Isaiah 27:10 - Calvin's Commentary on the Bible

Bible Comments

10. Yet the defenced city shall be desolate Here the copulative ו ( vau) is generally supposed to mean for, and some take it for otherwise. There will thus be a twofold interpretation; for if we translate it because, the Prophet will assign a reason for the former statement, but that exposition is rejected by the context, and is altogether absurd. With greater plausibility it is taken for otherwise; for this threatening might be appropriately introduced, “If you do not repent, you see what awaits you, the defenced city shall be like a wilderness.” But I consider that exposition to be a departure from the natural meaning, and therefore I choose rather to take it as signifying nevertheless or yet

The Prophet means that Jerusalem and the other cities of Judea must “nevertheless” be destroyed, and that, although the Lord wishes to spare his people, it is impossible for them to be preserved. Godly men would have grown disheartened, when they saw that holy city overthrown and the temple demolished; but from these predictions they learned that God would have abundance of methods for preserving the Church, and were supported by that consolation. So then the Prophet intended to meet this very sore temptation; and hence also we learn that we ought never to lose courage, though we suffer every hardship, and though the Lord treat us with the utmost severity. Although this threatening extends to the whole of Judea, yet I think it probable that it relates chiefly to Jerusalem, which was the metropolis of the nation.

There shall the calf feed. This metaphor is frequently employed by the prophets when they speak of the desolation of any city; for they immediately add, that it will be a place for pasture. Here we ought to take into account the judgment of God, which places calves and brute beasts in the room of the Jews who had profaned the land by their crimes. Having been adopted by God to be his children, with good reason ought they to have obeyed so kind a Father; but since they had shaken off the yoke and given themselves up to wickedness, it was the just reward of their ingratitude, that the land should be possessed by better inhabitants, taken not from the human race but from brute beasts.

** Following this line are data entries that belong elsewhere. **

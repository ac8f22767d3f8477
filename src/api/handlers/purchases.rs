use axum::{
    extract::{Path, State},
    response::Response,
};
use chrono::NaiveDate;
use serde::Deserialize;

use crate::{
    api::{
        AppState,
        auth::Principal,
        extract::ApiJson,
        response::{created, success},
    },
    core::{access::Action, purchase},
    errors::{Error, Result},
};

/// Request body for buying tickets.
#[derive(Debug, Deserialize)]
pub struct PurchaseRequest {
    /// Number of seats
    pub quantity: i32,
    /// Day of the run the tickets are for
    pub show_date: NaiveDate,
}

/// `POST /sessions/:id/purchases`
pub async fn create_purchase(
    State(state): State<AppState>,
    principal: Principal,
    Path(session_id): Path<i64>,
    ApiJson(request): ApiJson<PurchaseRequest>,
) -> Result<Response> {
    let receipt = purchase::purchase_tickets(
        &state.core,
        &principal.actor,
        session_id,
        request.quantity,
        request.show_date,
    )
    .await?;
    Ok(created(receipt, "Tickets purchased"))
}

/// `GET /purchases`
pub async fn my_purchases(State(state): State<AppState>, principal: Principal) -> Result<Response> {
    principal.actor.require(Action::ViewOwnPurchases)?;
    let user_id = principal.actor.user_id.ok_or(Error::Unauthenticated)?;
    let history = purchase::purchases_for_user(&state.core.db, user_id).await?;
    Ok(success(history, "Purchases retrieved"))
}

/// `GET /users/:user_id/purchases/:purchase_id`
pub async fn get_purchase(
    State(state): State<AppState>,
    principal: Principal,
    Path((user_id, purchase_id)): Path<(i64, i64)>,
) -> Result<Response> {
    let line = purchase::get_purchase(&state.core.db, &principal.actor, user_id, purchase_id).await?;
    Ok(success(line, "Purchase retrieved"))
}
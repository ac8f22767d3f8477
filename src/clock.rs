//! Time source used by the scheduling and purchase rules.
//!
//! "Today" and "now" are local wall-clock values; purchase timestamps are UTC.

use chrono::{DateTime, Local, NaiveDate, NaiveDateTime, NaiveTime, Utc};
use std::fmt::Debug;

/// Supplies the current date and time.
pub trait Clock: Send + Sync + Debug {
    /// Current instant, used for record timestamps.
    fn now(&self) -> DateTime<Utc>;

    /// Current local calendar date.
    fn today(&self) -> NaiveDate;

    /// Current local time of day.
    fn time_of_day(&self) -> NaiveTime;
}

/// Reads the host clock.
#[derive(Debug, Default, Clone, Copy)]
pub struct SystemClock;

impl Clock for SystemClock {
    fn now(&self) -> DateTime<Utc> {
        Utc::now()
    }

    fn today(&self) -> NaiveDate {
        Local::now().date_naive()
    }

    fn time_of_day(&self) -> NaiveTime {
        Local::now().time()
    }
}

/// A clock frozen at one local date and time.
#[derive(Debug, Clone, Copy, PartialEq, Eq)]
pub struct FixedClock {
    local: NaiveDateTime,
}

impl FixedClock {
    /// Freezes the clock at `date` `time`.
    #[must_use]
    pub const fn new(date: NaiveDate, time: NaiveTime) -> Self {
        Self {
            local: NaiveDateTime::new(date, time),
        }
    }
}

impl Clock for FixedClock {
    fn now(&self) -> DateTime<Utc> {
        self.local.and_utc()
    }

    fn today(&self) -> NaiveDate {
        self.local.date()
    }

    fn time_of_day(&self) -> NaiveTime {
        self.local.time()
    }
}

And shall browse on its tops. (206) What he says about the “tops” tends to shew more strongly the desolation; as if he had said that there will be such abundance of grass that the calves will crop none but the tender parts. סעף ( sāīph) signifies also branch; but as branches naturally rise high, I take it here for summit or top. It might also be thought that there is an allusion to the beauty of the city, and that as its houses formerly were lofty and magnificent, when these have been thrown down, nothing will be seen in it but herbs and leaves, the “tops” of which the calves which enjoy abundant pasture will eat in disdain.

(206) Bogus footnote

Isaiah 27:10

10 Yet the defenced city shall be desolate, and the habitation forsaken, and left like a wilderness: there shall the calf feed, and there shall he lie down, and consume the branches thereof.